The Colorado Hyperloop will benefit from the recent changes by the EPA force State’s to create power from other than high carbon dioxide sources.
According to CPR, Colorado is well positioned for the upcoming changes that President Obama had the EPA create rules to cut carbon pollution. The heart of the matter is this:
“We don’t have to choose between a healthy economy and a healthy environment,” EPA Administrator Gina McCarthy said in a news release about the plan. “Our action will sharpen America’s competitive edge, spur innovation and create jobs.”
Specifically, for Colorado:
Colorado became the first state with a voter-approved renewable energy standard (PDF) 10 years ago when voters approved Amendment 37 (PDF). The law requires investor-owned electric utilities to provide 30 percent of their energy from renewable sources by 2020, with 3 percent coming from distributed generation.
In 2013, 64 percent of the electricity generated in Colorado came from coal, 20 percent from natural gas and 17 percent from renewable energy resources, according to data from the U.S. Energy Information Administration. Currently, Colorado has 12 coal plants.
A more detailed look at Colorado’s energy is below:
- Colorado’s vast fossil fuel resources include the Niobrara shale, with resource estimates running as high as two billion barrels of oil.
- From 2007 to 2012, crude oil production in Colorado rose 89% and marketed natural gas production rose 38%.
- In 2013, 64% of the electricity generated in Colorado came from coal, 20% from natural gas, and 17% from renewable energy resources.
- Colorado’s Renewable Energy Standard requires investor-owned electric utilities to provide 30% of their generation from renewable energy resources by 2020, with 3% coming from distributed generation.
- Colorado’s grid-connected photovoltaic capacity of 300 megawatts was the fifth largest in the United States in 2012.
- Average household energy costs in Colorado ($1,551 per year) are 23 percent less than the national average, primarily due to historically lower natural gas prices in the state, according to EIA’s Residential Energy Consumption Survey.

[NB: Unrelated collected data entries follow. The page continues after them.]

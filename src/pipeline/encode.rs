//! Image encoding for the HTML display surface: bytes → base64 data URI.
//!
//! The HTML report is a single self-contained file, so the diagram PNG is
//! embedded rather than linked. A PNG that does not decode is refused here so
//! a broken `<img>` never reaches the page.

use base64::{engine::general_purpose::STANDARD, Engine as _};
use tracing::debug;

/// Encode PNG bytes as a `data:image/png;base64,…` URI.
pub fn png_data_uri(png: &[u8]) -> Result<String, image::ImageError> {
    image::load_from_memory_with_format(png, image::ImageFormat::Png)?;
    let b64 = STANDARD.encode(png);
    debug!("Encoded PNG → {} bytes base64", b64.len());
    Ok(format!("data:image/png;base64,{b64}"))
}

/// Encode an SVG document as a `data:image/svg+xml;base64,…` URI.
pub fn svg_data_uri(svg: &str) -> String {
    format!("data:image/svg+xml;base64,{}", STANDARD.encode(svg.as_bytes()))
}

#[cfg(test)]
mod tests {
    use super::*;
    use image::{DynamicImage, Rgba, RgbaImage};
    use std::io::Cursor;

    fn tiny_png() -> Vec<u8> {
        let img = DynamicImage::ImageRgba8(RgbaImage::from_pixel(10, 10, Rgba([255, 0, 0, 255])));
        let mut buf = Vec::new();
        img.write_to(&mut Cursor::new(&mut buf), image::ImageFormat::Png)
            .expect("encode should succeed");
        buf
    }

    #[test]
    fn encode_small_png() {
        let png = tiny_png();
        let uri = png_data_uri(&png).expect("valid png");
        let b64 = uri.strip_prefix("data:image/png;base64,").unwrap();
        let decoded = STANDARD.decode(b64).expect("valid base64");
        assert_eq!(decoded, png);
    }

    #[test]
    fn rejects_non_png() {
        assert!(png_data_uri(b"GIF89a....").is_err());
    }

    #[test]
    fn svg_uri_prefix() {
        let uri = svg_data_uri("<svg></svg>");
        assert!(uri.starts_with("data:image/svg+xml;base64,"));
    }
}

Basically Colorado has lots of Coal, but also a lot, and growing, renewables. Luckily, and hopefully, the Colorado Hyperloop will be powered solely by renewables.
Also, there was a OpEd in the NYTimes about taxing gas for maintaining the highway system. It can be found here, but more interestingly were the comments section. Specifically these two:
Mr. Schank advocates using general funds to pay for maintaining and improving our transportation system, arguing that a good transportation system benefits us all, whether or not we personally use it. On the other hand, the nation needs to move toward greater energy efficiency and away from high CO2 pollution rates, and taxing gas-guzzling vehicles higher than others should be effective in making people switch to electric and hybrid cars or use public transportation if the gas tax is made high enough. Also, it’s not fair for those who leave a smaller carbon footprint to subsidize those who leave a big one through general fund taxation. The present gas tax serves a useful purpose; it just needs to be increased, with perhaps more flexibility in how it is spent.
One step that really needs to be taken is to get much of our commercial transportation out of large trucks on the road and instead onto rail. Tax the trucks enough to pay to improve the rail lines, which are in deplorable shape in many places. Shipping by trains instead of trucks would reduce CO2 pollution by as much as 90 percent and be cheaper in energy costs as well if rail lines were up to snuff. It would also make our roads, especially interstates, less crowded and safer.
And the piece de resistance…
Other modern countries use general revenues for transport, and for national health care. These these are crucial services directly affecting their economies and citizens’ lives. Same for their excellent education system, not relying on local property taxes. And not putting their grads in lifetime debt for college.
This idea that payment for something should come only from those directly using a service is destructive to our economy and well being. It’s been used to drum up opposition to spending across the board—transport, education, health care taxes, senior benefit programs, etc. Our political polarization and do nothing congress is a cause and result.
Pres Obama’s recent infrastructure speech made stark foreign comparisons. The US ranks 19th in infrastructure/transport spending among nations. Europe spends 2X what we do, and China 4X. This spending creates jobs.
These facts didn’t get much media coverage.
Obama said almost half of Americans have no access to transport. That means they can’t get to jobs, or even look for a job, or get to shops. Some may be past working age, or have to rely on others. But they’re stuck and isolated. What a negative ripple effect on the economy. So our lack of infrastructure spending is directly related to our wealth inequality, downward mobility, and weak consumer demand.